By Chao Deng

Stocks in Japan surged for a second time this week while Hong Kong emerged as one of the best-performing major Asian indexes so far this month, as bargain hunters returned despite a recent bout of volatility in global markets.

The Nikkei Stock Average led the region with a 2.4% gain after the latest read on Japanese exports, which rose 6.9% from a year earlier in September, helped by a weaker yen and a surge in output among suppliers of components for Apple's new smartphones. Still, Japan's trade deficit edged up 1.6% to Yen958.3 billion ($8.96 billion) from a year earlier, the first increase in three months.

Stocks in Japan have had an especially rough run lately, falling over 10% from a late-September peak and seesawing earlier this week. On Tuesday, the Nikkei lost 2%.

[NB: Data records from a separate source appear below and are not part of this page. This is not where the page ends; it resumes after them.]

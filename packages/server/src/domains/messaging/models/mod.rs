mod conversation;
mod message;

pub use conversation::Conversation;
pub use message::Message;
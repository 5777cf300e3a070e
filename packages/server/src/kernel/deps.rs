//! Server dependencies for workflow actions (using traits for testability)
//!
//! This is the central dependency container handed into every action. The
//! primary Postgres pool is used directly; the real-time mirror store goes
//! through the `BaseMirrorStore` trait so tests can swap in an in-memory
//! fake.

use sqlx::PgPool;
use std::sync::Arc;

use crate::config::Config;
use crate::domains::messaging::MessageReplicator;
use crate::kernel::{BaseMirrorStore, FirebaseRtdbClient};

/// Server dependencies accessible to workflow actions
#[derive(Clone)]
pub struct ServerDeps {
    pub db_pool: PgPool,
    pub replicator: MessageReplicator,
}

impl ServerDeps {
    /// Build production dependencies from config.
    pub fn new(db_pool: PgPool, config: &Config) -> Self {
        let mirror: Arc<dyn BaseMirrorStore> = Arc::new(FirebaseRtdbClient::new(
            config.firebase_database_url.clone(),
            config.firebase_auth_token.clone(),
        ));
        Self {
            db_pool,
            replicator: MessageReplicator::new(mirror),
        }
    }

    /// Build dependencies with an explicit mirror store (tests).
    pub fn with_mirror(db_pool: PgPool, mirror: Arc<dyn BaseMirrorStore>) -> Self {
        Self {
            db_pool,
            replicator: MessageReplicator::new(mirror),
        }
    }
}
//! Typed ID definitions for all domain entities.
//!
//! Each alias pins `Id<T>` to an entity marker so IDs cannot be mixed up at
//! compile time.

pub use super::id::Id;

// ============================================================================
// Entity marker types
// ============================================================================

/// Marker type for User entities.
pub struct User;

/// Marker type for RoleGrant entities.
pub struct RoleGrant;

/// Marker type for JobPosting entities.
pub struct JobPosting;

/// Marker type for Application entities.
pub struct Application;

/// Marker type for Interview entities.
pub struct Interview;

/// Marker type for Notification entities.
pub struct Notification;

/// Marker type for Conversation entities.
pub struct Conversation;

/// Marker type for Message entities.
pub struct Message;

// ============================================================================
// Type aliases - the primary API
// ============================================================================

/// Typed ID for User entities.
pub type UserId = Id<User>;

/// Typed ID for RoleGrant entities.
pub type GrantId = Id<RoleGrant>;

/// Typed ID for JobPosting entities.
pub type JobId = Id<JobPosting>;

/// Typed ID for Application entities.
pub type ApplicationId = Id<Application>;

/// Typed ID for Interview entities.
pub type InterviewId = Id<Interview>;

/// Typed ID for Notification entities.
pub type NotificationId = Id<Notification>;

/// Typed ID for Conversation entities.
pub type ConversationId = Id<Conversation>;

/// Typed ID for Message entities.
pub type MessageId = Id<Message>;
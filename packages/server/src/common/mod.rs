// Common types and utilities shared across the application

pub mod auth;
pub mod entity_ids;
pub mod error;
pub mod id;

pub use auth::{CapabilitySet, RequestContext, RoleKind};
pub use entity_ids::{
    ApplicationId, ConversationId, GrantId, Id, InterviewId, JobId, MessageId, NotificationId,
    UserId,
};
pub use error::{DomainError, DomainResult};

The Nikkei tends to trade inversely to the U.S. dollar, whose strength against the Japanese yen has waned in October, backtracking on gains earlier this year. On Wednesday, the greenback (USDJPY) was little changed from Yen107 late Tuesday in New York.

The Hang Seng Index was emerging as the stronger performer in the region. The index has achieved a month-to-date gain of 2% despite protests that have hurt the city's retailers and other businesses.

The index was up 1.2% Wednesday, after the government and pro-democracy student leaders held official talks for the first time Tuesday. There was no agreement, however, over how the city's chief executive should be elected.

Elsewhere, Australia's S&P/ASX 200 and Korea's Kospi were each up 1.1%.

"Analysts are divided over the spur for the rallies. Some point to the potential for European stimulus, while others are looking to steady growth numbers from China," said Michael McCarthy, chief market strategist at CMC Markets.

Overnight, U.S. stocks rallied on the back of upbeat technology earnings and reports that the European Central Bank was considering buying corporate bonds.

BHP Billiton (BHP) was up 1.5% after the firm reported strong petroleum and metallurgical coal production and solid iron-ore output figures for the September quarter.

Hyundai Motor was down 4.2% ahead of its third-quarter report. The firm is estimated to post a net profit of 1.87 trillion won ($1.76 billion), down 17% from a year earlier, while sales likely fell 12% to 20.57 trillion won, according to a Wall Street Journal poll.